Márcio André da Silva Teodoro, de 23 anos, foi preso em Duque de Caxias após confessar que matou sua ex-namorada, Dulcilene da Costa Rodrigues, de 39 anos, durante uma briga. Ele enterrou o corpo dela no quintal da casa onde moravam. Teodoro já tinha antecedentes criminais por estupro e homicídio. A polícia localizou Teodoro com a ajuda de sua prima, que denunciou seu paradeiro. Ele agora enfrenta acusações de feminicídio e ocultação de cadáver, com pena de até 40 anos de prisão. O crime ocorreu quatro dias antes da descoberta do corpo, e vizinhos relataram que Teodoro tinha um histórico de violência. A polícia investiga o caso como feminicídio qualificado, em um contexto de aumento da violência contra mulheres no estado.
Márcio André da Silva Teodoro, de 23 anos, foi preso na terça-feira, 24 de abril de 2025, após confessar ter matado sua ex-namorada, Dulcilene da Costa Rodrigues, de 39 anos, em Duque de Caxias, na Baixada Fluminense. O crime ocorreu durante uma discussão, e o corpo da vítima foi encontrado enterrado no quintal da residência onde moravam.

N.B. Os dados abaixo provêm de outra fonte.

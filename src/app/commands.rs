//! Slash-command dispatch and story control handlers.
//!
//! Every `/command` typed by the user is routed through [`App::handle_command`]
//! and dispatched to the matching handler method in this module. The story
//! handlers are thin: they gate on connection and display state, delegate to
//! the sequencer, and report the outcome in the activity log.

use anyhow::Result;

use crate::story::StoryService;
use crate::story::sequencer::Message;
use crate::util::expand_path;

use super::App;
use super::log_src;
use super::logging::LogLevel;

// ── Command dispatch ─────────────────────────────────────────────────

impl App {
    /// Route a slash-command to the matching handler.
    pub(crate) fn handle_command(&mut self, line: &str) -> Result<()> {
        let mut parts = line.split_whitespace();
        let cmd = parts.next().unwrap_or("");

        match cmd {
            "/help" => self.show_help(),
            "/quit" | "/exit" => self.should_quit = true,
            "/clear" => self.logs.clear(),
            "/connect" => self.connect_service(),
            "/launch" | "/run" => {
                let path = parts.next().map(str::to_string);
                self.launch_story(path);
            }
            "/next" | "/advance" => self.advance_story(),
            "/choose" => match parts.next().map(str::parse::<u32>) {
                Some(Ok(number)) if number >= 1 => self.choose_option(number - 1),
                _ => log_src!(
                    self,
                    LogLevel::Warn,
                    "Usage: /choose <number> (1-based)".to_string()
                ),
            },
            "/output" => self.refetch_output(),
            "/options" => self.list_options(),
            "/var" => match parts.next() {
                Some(name) => self.show_var(name),
                None => log_src!(self, LogLevel::Warn, "Usage: /var <name>".to_string()),
            },
            "/status" => self.show_status(),
            "/reset" => self.reset_story(),
            _ => log_src!(self, LogLevel::Warn, format!("Unknown command: {cmd}")),
        }

        Ok(())
    }
}

// ── Help ─────────────────────────────────────────────────────────────

impl App {
    fn show_help(&mut self) {
        let lines = [
            "Story",
            "  /launch [path]        Start a story script (falls back to the configured default)",
            "  Enter                 Continue to the next paragraph",
            "  1-9 or <n> + Enter    Pick a branch when choices are shown",
            "  /next                 Continue (same as bare Enter)",
            "  /choose <n>           Pick a branch by number",
            "  /output               Re-read the current output from the service",
            "  /options              Show the pending choices",
            "  /reset                Restart the current story",
            "",
            "Service",
            "  /connect              Retry the session-bus connection",
            "  /status               Connection, config source, and finished flag",
            "  /var <name>           Read a story variable",
            "",
            "General",
            "  /clear  or Ctrl+L     Clear the activity log",
            "  PageUp / PageDown     Scroll the activity log",
            "  /quit                 Exit",
        ];
        for line in lines {
            self.log(LogLevel::Info, line.to_string());
        }
    }
}

// ── Connection ───────────────────────────────────────────────────────

impl App {
    /// Connect (or reconnect) to the story service on the session bus.
    pub(crate) fn connect_service(&mut self) {
        let result = crate::story::dbus::DbusStoryClient::connect(
            &self.service_config,
            self.runtime.handle().clone(),
            self.service_events_tx.clone(),
        );
        match result {
            Ok(client) => {
                self.story = Some(client);
                self.log(
                    LogLevel::Info,
                    format!("Connected to {} on the session bus.", self.service_config.bus_name),
                );
            }
            Err(err) => {
                self.story = None;
                log_src!(
                    self,
                    LogLevel::Error,
                    format!("Could not reach the story service: {err}")
                );
                self.log(
                    LogLevel::Info,
                    "Is the service running? /connect retries.".to_string(),
                );
            }
        }
    }
}

// ── Story control ────────────────────────────────────────────────────

impl App {
    /// Launch a script, replacing whatever story was in progress.
    pub(crate) fn launch_story(&mut self, path: Option<String>) {
        let raw = match path.or_else(|| self.service_config.default_script.clone()) {
            Some(raw) => raw,
            None => {
                log_src!(
                    self,
                    LogLevel::Warn,
                    "Usage: /launch <path> (no default_script configured)".to_string()
                );
                return;
            }
        };
        let path = expand_path(&raw).display().to_string();

        let result = match self.story.as_mut() {
            Some(client) => self.sequencer.user_launch(client, &path),
            None => {
                self.log_not_connected();
                return;
            }
        };

        match result {
            Ok(()) => {
                self.log(LogLevel::Info, format!("Launched {path}"));
                if self.sequencer.is_idle() {
                    self.log(LogLevel::Info, "The story produced no output.".to_string());
                } else {
                    self.show_current();
                }
            }
            Err(err) => log_src!(self, LogLevel::Error, format!("Launch failed: {err}")),
        }
    }

    /// Dismiss the current message and show the next queued paragraph.
    pub(crate) fn advance_story(&mut self) {
        match self.sequencer.current() {
            None => self.log(
                LogLevel::Info,
                "Nothing to advance. /launch <path> starts a story.".to_string(),
            ),
            Some(Message::Choice { .. }) => self.log(
                LogLevel::Info,
                "This message needs a choice — pick an option number.".to_string(),
            ),
            Some(Message::Advance { .. }) => {
                self.sequencer.user_advance();
                if self.sequencer.is_idle() {
                    self.log(LogLevel::Info, "End of story output.".to_string());
                } else {
                    self.show_current();
                }
            }
        }
    }

    /// Pick the branch at `option` (0-based) on the displayed message.
    pub(crate) fn choose_option(&mut self, option: u32) {
        // The label lookup is only for the transcript; the index itself is
        // forwarded unchecked and the service is the validator.
        let label = match self.sequencer.current() {
            Some(Message::Choice { options, .. }) => options.get(option as usize).cloned(),
            _ => {
                self.log(LogLevel::Warn, "No choice is pending.".to_string());
                return;
            }
        };
        if let Some(label) = label {
            self.log(LogLevel::Story, format!("→ {label}"));
        }

        let result = match self.story.as_mut() {
            Some(client) => self.sequencer.user_choose(client, option),
            None => {
                self.log_not_connected();
                return;
            }
        };

        match result {
            Ok(()) => {
                if self.sequencer.is_idle() {
                    self.log(LogLevel::Info, "End of story output.".to_string());
                } else {
                    self.show_current();
                }
            }
            Err(err) => log_src!(self, LogLevel::Error, format!("Choice failed: {err}")),
        }
    }

    /// Re-read the full current output without advancing the story.
    pub(crate) fn refetch_output(&mut self) {
        let result = match self.story.as_mut() {
            Some(client) => client
                .output()
                .and_then(|groups| client.options().map(|options| (groups, options))),
            None => {
                self.log_not_connected();
                return;
            }
        };

        match result {
            Ok((groups, options)) => {
                self.sequencer.start_sequence(groups, options);
                if self.sequencer.is_idle() {
                    self.log(LogLevel::Info, "The story has no current output.".to_string());
                } else {
                    self.show_current();
                }
            }
            Err(err) => log_src!(self, LogLevel::Error, format!("Output fetch failed: {err}")),
        }
    }

    /// List the currently valid choices as reported by the service.
    pub(crate) fn list_options(&mut self) {
        let result = match self.story.as_mut() {
            Some(client) => client.options(),
            None => {
                self.log_not_connected();
                return;
            }
        };

        match result {
            Ok(options) if options.is_empty() => {
                self.log(LogLevel::Info, "No choice is pending.".to_string());
            }
            Ok(options) => {
                for (i, option) in options.iter().enumerate() {
                    self.log(LogLevel::Info, format!("  {}. {option}", i + 1));
                }
            }
            Err(err) => log_src!(self, LogLevel::Error, format!("Options fetch failed: {err}")),
        }
    }

    /// Read a story variable and print it.
    pub(crate) fn show_var(&mut self, name: &str) {
        let result = match self.story.as_mut() {
            Some(client) => client.var(name),
            None => {
                self.log_not_connected();
                return;
            }
        };

        match result {
            Ok(value) => self.log(LogLevel::Info, format!("{name} = {value}")),
            Err(err) => log_src!(self, LogLevel::Error, format!("Variable read failed: {err}")),
        }
    }

    /// Report connection state, config source, and the remote finished flag.
    pub(crate) fn show_status(&mut self) {
        self.log(
            LogLevel::Info,
            format!(
                "Service: {} at {} (config: {})",
                self.service_config.bus_name,
                self.service_config.object_path,
                self.service_source.label(),
            ),
        );

        let finished = match self.story.as_mut() {
            Some(client) => client.finished(),
            None => {
                self.log(LogLevel::Info, "Not connected.".to_string());
                return;
            }
        };

        match finished {
            Ok(true) => self.log(LogLevel::Info, "Story: finished.".to_string()),
            Ok(false) => {
                let state = match self.sequencer.current() {
                    None => "idle".to_string(),
                    Some(Message::Advance { .. }) => {
                        format!("reading ({} queued)", self.sequencer.remaining())
                    }
                    Some(Message::Choice { options, .. }) => {
                        format!("waiting on a choice ({} options)", options.len())
                    }
                };
                self.log(LogLevel::Info, format!("Story: {state}."));
            }
            Err(err) => log_src!(self, LogLevel::Error, format!("Status fetch failed: {err}")),
        }
    }

    /// Restart the current story from the beginning.
    pub(crate) fn reset_story(&mut self) {
        let result = match self.story.as_mut() {
            Some(client) => client.reset(),
            None => {
                self.log_not_connected();
                return;
            }
        };

        match result {
            Ok(()) => {
                // The queued paragraphs belong to the pre-reset story.
                self.sequencer.start_sequence(Vec::new(), Vec::new());
                self.log(
                    LogLevel::Info,
                    "Story reset. /output shows the opening.".to_string(),
                );
            }
            Err(err) => log_src!(self, LogLevel::Error, format!("Reset failed: {err}")),
        }
    }
}

// ── Transcript ───────────────────────────────────────────────────────

impl App {
    /// Append the displayed message to the activity log as transcript.
    pub(crate) fn show_current(&mut self) {
        let Some(current) = self.sequencer.current().cloned() else {
            return;
        };

        for line in current.text().lines() {
            self.log(LogLevel::Story, line.to_string());
        }
        if let Message::Choice { options, .. } = current {
            for (i, option) in options.iter().enumerate() {
                self.log(LogLevel::Story, format!("  {}. {option}", i + 1));
            }
        }
    }

    fn log_not_connected(&mut self) {
        log_src!(
            self,
            LogLevel::Warn,
            "Not connected to the story service. /connect retries.".to_string()
        );
    }
}
//! Text-input editing helpers (cursor movement, insertion, history).

use super::App;

impl App {
    /// Insert an ASCII character at the current cursor position.
    pub(crate) fn insert_char(&mut self, ch: char) {
        if !ch.is_ascii() {
            return;
        }
        self.input.insert(self.cursor, ch);
        self.cursor = (self.cursor + 1).min(self.input.len());
    }

    /// Delete the character before the cursor.
    pub(crate) fn backspace(&mut self) {
        if self.cursor == 0 {
            return;
        }
        self.cursor -= 1;
        self.input.remove(self.cursor);
    }

    /// Delete the character at the cursor.
    pub(crate) fn delete(&mut self) {
        if self.cursor >= self.input.len() {
            return;
        }
        self.input.remove(self.cursor);
    }

    /// Move the cursor one position to the left.
    pub(crate) fn move_cursor_left(&mut self) {
        if self.cursor > 0 {
            self.cursor -= 1;
        }
    }

    /// Move the cursor one position to the right.
    pub(crate) fn move_cursor_right(&mut self) {
        if self.cursor < self.input.len() {
            self.cursor += 1;
        }
    }

    pub(crate) fn move_cursor_home(&mut self) {
        self.cursor = 0;
    }

    pub(crate) fn move_cursor_end(&mut self) {
        self.cursor = self.input.len();
    }

    /// Browse to the previous entry in input history (Up arrow).
    pub(crate) fn history_prev(&mut self) {
        if self.input_history.is_empty() {
            return;
        }

        let new_idx = match self.history_index {
            None => {
                // Stash whatever the user is currently typing.
                self.history_stash = self.input.clone();
                self.input_history.len() - 1
            }
            Some(0) => return, // already at oldest entry
            Some(i) => i - 1,
        };

        self.history_index = Some(new_idx);
        self.input = self.input_history[new_idx].clone();
        self.cursor = self.input.len();
    }

    /// Browse to the next entry in input history (Down arrow), or
    /// return to the in-progress input when past the newest entry.
    pub(crate) fn history_next(&mut self) {
        let idx = match self.history_index {
            Some(i) => i,
            None => return, // not browsing history
        };

        if idx + 1 < self.input_history.len() {
            let new_idx = idx + 1;
            self.history_index = Some(new_idx);
            self.input = self.input_history[new_idx].clone();
            self.cursor = self.input.len();
        } else {
            // Moved past newest entry — restore the stashed input.
            self.history_index = None;
            self.input = std::mem::take(&mut self.history_stash);
            self.cursor = self.input.len();
        }
    }
}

Teodoro, que já possuía antecedentes criminais por estupro de vulnerável e homicídio, foi localizado com a ajuda de sua prima, que informou à polícia sobre seu paradeiro. Ele agora enfrenta acusações de feminicídio e ocultação de cadáver, podendo pegar até 40 anos de prisão. Dulcilene estava desaparecida há quatro dias antes do corpo ser descoberto, concretado no quintal.
O pedreiro confessou que, após a briga, aplicou um mata-leão em Dulcilene, resultando em sua morte. Em seguida, na madrugada de sábado, ele enterrou o corpo e cobriu o local com concreto e entulho. A polícia foi alertada por moradores que desconfiaram de Teodoro e decidiram cavar o quintal.
Histórico violento de Teodoro foi relatado por vizinhos e amigos de Dulcilene, que mencionaram que ele já havia feito declarações sobre ter cometido homicídios anteriores. A prima do acusado revelou que ele havia tentado abusar de sua filha, o que motivou seu contato com as autoridades.
A Polícia Civil do Rio de Janeiro investiga o caso como feminicídio qualificado. O Instituto de Segurança Pública do Rio (ISP-RJ) aponta que os índices de violência contra mulheres aumentaram em 2024, com 107 assassinatos registrados no estado, um aumento de 8% em relação ao ano anterior.